Records for the exercise.
========================================================================
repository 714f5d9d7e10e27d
pub mod adapters;
pub mod config;
pub mod error;
pub mod web;
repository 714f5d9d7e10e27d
//! services/api/src/adapters/memory.rs
//!
//! An in-process implementation of the store ports. Used when no database is
//! configured and by the HTTP tests.

use async_trait::async_trait;
use brainbytes_core::domain::{
    LearningMaterial, MaterialDraft, Message, NewMessage, ProfileDraft, Subject, UserProfile,
};
use brainbytes_core::ports::{MaterialStore, MessageStore, ProfileStore, StoreError, StoreResult};
use chrono::Utc;
use tokio::sync::RwLock;
use uuid::Uuid;

#[derive(Default)]
struct Tables {
    messages: Vec<Message>,
    profiles: Vec<UserProfile>,
    materials: Vec<LearningMaterial>,
}

/// Holds every record behind one lock; nothing survives a restart.
#[derive(Default)]
pub struct InMemoryStore {
    tables: RwLock<Tables>,
}

impl InMemoryStore {
    pub fn new() -> Self {
        Self::default()
    }
}

fn profile_not_found(id: Uuid) -> StoreError {
    StoreError::NotFound(format!("Profile {} not found", id))
}

fn ensure_unique_email(profiles: &[UserProfile], email: &str, except: Option<Uuid>) -> StoreResult<()> {
    let taken = profiles
        .iter()
        .any(|p| p.email == email && Some(p.id) != except);
    if taken {
        return Err(StoreError::Conflict(format!(
            "A profile with email {} already exists",
            email
        )));
    }
    Ok(())
}

#[async_trait]
impl MessageStore for InMemoryStore {
    async fn save_message(&self, message: NewMessage) -> StoreResult<Message> {
        let mut tables = self.tables.write().await;
        // Clamp to the newest stored timestamp so wall-clock steps never reorder messages.
        let now = Utc::now();
        let created_at = match tables.messages.last() {
            Some(last) if last.created_at > now => last.created_at,
            _ => now,
        };
        let stored = Message {
            id: Uuid::new_v4(),
            text: message.text,
            is_user: message.is_user,
            subject: message.subject,
            created_at,
        };
        tables.messages.push(stored.clone());
        Ok(stored)
    }

    async fn list_messages(&self, subject: Option<Subject>) -> StoreResult<Vec<Message>> {
        let tables = self.tables.read().await;
        Ok(tables
            .messages
            .iter()
            .filter(|m| subject.map_or(true, |s| m.subject == s))
            .cloned()
            .collect())
    }

    async fn delete_messages_by_subject(&self, subject: Subject) -> StoreResult<u64> {
        let mut tables = self.tables.write().await;
        let before = tables.messages.len();
        tables.messages.retain(|m| m.subject != subject);
        Ok((before - tables.messages.len()) as u64)
    }
}

#[async_trait]
impl ProfileStore for InMemoryStore {
    async fn create_profile(&self, draft: ProfileDraft) -> StoreResult<UserProfile> {
        let mut tables = self.tables.write().await;
        ensure_unique_email(&tables.profiles, &draft.email, None)?;
        let profile = UserProfile {
            id: Uuid::new_v4(),
            name: draft.name,
            email: draft.email,
            preferred_subjects: draft.preferred_subjects,
        };
        tables.profiles.push(profile.clone());
        Ok(profile)
    }

    async fn list_profiles(&self) -> StoreResult<Vec<UserProfile>> {
        Ok(self.tables.read().await.profiles.clone())
    }

    async fn get_profile(&self, id: Uuid) -> StoreResult<UserProfile> {
        self.tables
            .read()
            .await
            .profiles
            .iter()
            .find(|p| p.id == id)
            .cloned()
            .ok_or_else(|| profile_not_found(id))
    }

    async fn update_profile(&self, id: Uuid, draft: ProfileDraft) -> StoreResult<UserProfile> {
        let mut tables = self.tables.write().await;
        ensure_unique_email(&tables.profiles, &draft.email, Some(id))?;
        let profile = tables
            .profiles
            .iter_mut()
            .find(|p| p.id == id)
            .ok_or_else(|| profile_not_found(id))?;
        profile.name = draft.name;
        profile.email = draft.email;
        profile.preferred_subjects = draft.preferred_subjects;
        Ok(profile.clone())
    }

    async fn delete_profile(&self, id: Uuid) -> StoreResult<()> {
        let mut tables = self.tables.write().await;
        let before = tables.profiles.len();
        tables.profiles.retain(|p| p.id != id);
        if tables.profiles.len() == before {
            return Err(profile_not_found(id));
        }
        Ok(())
    }
}

#[async_trait]
impl MaterialStore for InMemoryStore {
    async fn create_material(&self, draft: MaterialDraft) -> StoreResult<LearningMaterial> {
        let material = LearningMaterial {
            id: Uuid::new_v4(),
            subject: draft.subject,
            topic: draft.topic,
            content: draft.content,
        };
        self.tables.write().await.materials.push(material.clone());
        Ok(material)
    }

    async fn list_materials(&self, subject: Option<Subject>) -> StoreResult<Vec<LearningMaterial>> {
        let tables = self.tables.read().await;
        Ok(tables
            .materials
            .iter()
            .filter(|m| subject.map_or(true, |s| m.subject == s))
            .cloned()
            .collect())
    }
}

#[cfg(test)]
mod tests {
    use super::*;

    fn draft(email: &str) -> ProfileDraft {
        ProfileDraft {
            name: "Ada".to_string(),
            email: email.to_string(),
            preferred_subjects: vec![Subject::Math],
        }
    }

    #[tokio::test]
    async fn messages_list_in_save_order_and_filter_by_subject() {
        let store = InMemoryStore::new();
        let first = store
            .save_message(NewMessage::from_user("q", Subject::Math))
            .await
            .unwrap();
        let second = store
            .save_message(NewMessage::from_tutor("a", Subject::Math))
            .await
            .unwrap();
        store
            .save_message(NewMessage::from_user("other", Subject::History))
            .await
            .unwrap();

        assert!(second.created_at >= first.created_at);
        let math = store.list_messages(Some(Subject::Math)).await.unwrap();
        assert_eq!(
            math.iter().map(|m| m.id).collect::<Vec<_>>(),
            vec![first.id, second.id]
        );
        assert_eq!(store.list_messages(None).await.unwrap().len(), 3);
    }

    #[tokio::test]
    async fn bulk_delete_only_touches_one_subject() {
        let store = InMemoryStore::new();
        for subject in [Subject::Math, Subject::Math, Subject::Science] {
            store
                .save_message(NewMessage::from_user("q", subject))
                .await
                .unwrap();
        }

        assert_eq!(store.delete_messages_by_subject(Subject::Math).await.unwrap(), 2);
        assert_eq!(store.delete_messages_by_subject(Subject::Math).await.unwrap(), 0);
        let left = store.list_messages(None).await.unwrap();
        assert_eq!(left.len(), 1);
        assert_eq!(left[0].subject, Subject::Science);
    }

    #[tokio::test]
    async fn duplicate_email_is_a_conflict() {
        let store = InMemoryStore::new();
        store.create_profile(draft("ada@example.com")).await.unwrap();

        let err = store.create_profile(draft("ada@example.com")).await.unwrap_err();
        assert!(matches!(err, StoreError::Conflict(_)));
    }

    #[tokio::test]
    async fn profile_update_and_delete() {
        let store = InMemoryStore::new();
        let created = store.create_profile(draft("ada@example.com")).await.unwrap();

        let mut changed = draft("ada@example.com");
        changed.name = "Ada L.".to_string();
        let updated = store.update_profile(created.id, changed).await.unwrap();
        assert_eq!(updated.name, "Ada L.");
        assert_eq!(store.get_profile(created.id).await.unwrap(), updated);

        store.delete_profile(created.id).await.unwrap();
        assert!(matches!(
            store.get_profile(created.id).await,
            Err(StoreError::NotFound(_))
        ));
        assert!(matches!(
            store.delete_profile(created.id).await,
            Err(StoreError::NotFound(_))
        ));
    }
}
// SPDX-FileCopyrightText: 2026 Tollgate Contributors
// SPDX-License-Identifier: MIT OR Apache-2.0

//! Figment-to-miette error bridge with "did you mean?" suggestions.
//!
//! Config errors are rendered as miette diagnostics with the offending TOML
//! line highlighted when the source file is known.

#![allow(unused_assignments)] // miette's Diagnostic derive generates code triggering this lint

use miette::{Diagnostic, NamedSource, SourceSpan};
use thiserror::Error;

/// Minimum Jaro-Winkler similarity for a suggestion (`conf_treshold` -> `conf_threshold`).
const SUGGESTION_THRESHOLD: f64 = 0.75;

/// A configuration error with rich diagnostic information.
#[derive(Debug, Error, Diagnostic)]
pub enum ConfigError {
    /// An unknown key was found in the configuration.
    #[error("unknown configuration key `{key}`")]
    #[diagnostic(
        code(tollgate::config::unknown_key),
        help("{}", format_unknown_key_help(suggestion.as_deref(), valid_keys))
    )]
    UnknownKey {
        key: String,
        suggestion: Option<String>,
        valid_keys: String,
        #[label("this key is not recognized")]
        span: Option<SourceSpan>,
        #[source_code]
        src: Option<NamedSource<String>>,
    },

    /// A configuration value has the wrong type or an unknown variant.
    #[error("invalid value for key `{key}`: {detail}")]
    #[diagnostic(code(tollgate::config::invalid_value), help("expected {expected}"))]
    InvalidValue {
        key: String,
        detail: String,
        expected: String,
    },

    /// A required configuration key is missing.
    #[error("missing required key `{key}`")]
    #[diagnostic(
        code(tollgate::config::missing_key),
        help("add `{key} = <value>` to your tollgate.toml")
    )]
    MissingKey { key: String },

    /// A semantic validation error.
    #[error("validation error: {message}")]
    #[diagnostic(code(tollgate::config::validation))]
    Validation { message: String },

    /// Catch-all for other configuration errors.
    #[error("configuration error: {0}")]
    #[diagnostic(code(tollgate::config::other))]
    Other(String),
}

fn format_unknown_key_help(suggestion: Option<&str>, valid_keys: &str) -> String {
    match suggestion {
        Some(s) => format!("did you mean `{s}`? Valid keys: {valid_keys}"),
        None => format!("valid keys: {valid_keys}"),
    }
}

/// Convert a `figment::Error` (which may hold several errors) into diagnostics.
pub fn figment_to_config_errors(
    err: figment::Error,
    toml_sources: &[(String, String)],
) -> Vec<ConfigError> {
    use figment::error::Kind;

    err.into_iter()
        .map(|error| {
            let key = dotted_path(&error);
            match &error.kind {
                Kind::UnknownField(field, expected) => {
                    let valid_keys: Vec<&str> = expected.to_vec();
                    let (span, src) = find_source_span(&error, field, toml_sources);
                    ConfigError::UnknownKey {
                        key: field.clone(),
                        suggestion: suggest_key(field, &valid_keys),
                        valid_keys: valid_keys.join(", "),
                        span,
                        src,
                    }
                }
                Kind::MissingField(field) => ConfigError::MissingKey {
                    key: if key.is_empty() {
                        field.to_string()
                    } else {
                        format!("{key}.{field}")
                    },
                },
                Kind::InvalidType(actual, expected) => ConfigError::InvalidValue {
                    key,
                    detail: format!("found {actual}"),
                    expected: expected.to_string(),
                },
                Kind::UnknownVariant(actual, expected) => ConfigError::InvalidValue {
                    key,
                    detail: format!("unknown variant `{actual}`"),
                    expected: format!("one of: {}", expected.join(", ")),
                },
                _ => ConfigError::Other(error.to_string()),
            }
        })
        .collect()
}

fn dotted_path(error: &figment::Error) -> String {
    error.path.join(".")
}

fn find_source_span(
    error: &figment::Error,
    field: &str,
    toml_sources: &[(String, String)],
) -> (Option<SourceSpan>, Option<NamedSource<String>>) {
    let source_path = error
        .metadata
        .as_ref()
        .and_then(|m| m.source.as_ref())
        .and_then(|s| match s {
            figment::Source::File(path) => Some(path.display().to_string()),
            _ => None,
        });

    // Inline strings carry no file source; fall back to the only source given.
    let source = match source_path {
        Some(path) => toml_sources.iter().find(|(p, _)| *p == path),
        None if toml_sources.len() == 1 => toml_sources.first(),
        None => None,
    };

    if let Some((path, content)) = source
        && let Some(offset) = find_key_offset(content, &error.path, field)
    {
        let span = SourceSpan::new(offset.into(), field.len());
        return (Some(span), Some(NamedSource::new(path, content.clone())));
    }

    (None, None)
}

/// Find the byte offset of `field` in TOML content below the section named by `path`.
///
/// `["budget", "tenants", "acme"]` matches a `[budget.tenants.acme]` header and
/// `["providers", "0"]` matches the first `[[providers]]` header. Top-level
/// fields are searched from the start of the file.
pub fn find_key_offset(content: &str, path: &[String], field: &str) -> Option<usize> {
    let search_start = section_start(content, path)?;
    let remaining = &content[search_start..];

    let mut byte_offset = 0;
    for line in remaining.split_inclusive('\n') {
        let trimmed = line.trim_start();
        if byte_offset > 0 && trimmed.starts_with('[') {
            break;
        }
        if let Some(after) = trimmed.strip_prefix(field)
            && (after.starts_with(' ') || after.starts_with('=') || after.starts_with('\t'))
        {
            let field_start_in_line = line.len() - trimmed.len();
            return Some(search_start + byte_offset + field_start_in_line);
        }
        byte_offset += line.len();
    }

    None
}

fn section_start(content: &str, path: &[String]) -> Option<usize> {
    if path.is_empty() {
        return Some(0);
    }

    // Array-of-tables entries appear as ["providers", "<index>"].
    if let [table, index] = path
        && let Ok(index) = index.parse::<usize>()
    {
        let header = format!("[[{table}]]");
        let pos = content.match_indices(&header).nth(index)?.0;
        return Some(pos + header.len());
    }

    let header = format!("[{}]", path.join("."));
    content.find(&header).map(|pos| pos + header.len())
}

/// Suggest a similar key name using Jaro-Winkler string similarity.
pub fn suggest_key(unknown: &str, valid_keys: &[&str]) -> Option<String> {
    let mut best_score = SUGGESTION_THRESHOLD;
    let mut best_match = None;

    for &key in valid_keys {
        let score = strsim::jaro_winkler(unknown, key);
        if score > best_score {
            best_score = score;
            best_match = Some(key.to_string());
        }
    }

    best_match
}

/// Render a list of `ConfigError`s to stderr using miette's graphical handler.
pub fn render_errors(errors: &[ConfigError]) {
    use miette::GraphicalReportHandler;

    let handler = GraphicalReportHandler::new();
    for error in errors {
        let mut buf = String::new();
        let diagnostic: &dyn Diagnostic = error;
        if handler.render_report(&mut buf, diagnostic).is_ok() {
            eprint!("{buf}");
        } else {
            eprintln!("Error: {error}");
        }
    }
}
========================================================================
Assignment.
In the entries above, find each line with "configuration" and list it.

Answer to this exercise.
/// A configuration error with rich diagnostic information.
    /// An unknown key was found in the configuration.
    #[error("unknown configuration key `{key}`")]
    /// A configuration value has the wrong type or an unknown variant.
    /// A required configuration key is missing.
    /// Catch-all for other configuration errors.
    #[error("configuration error: {0}")]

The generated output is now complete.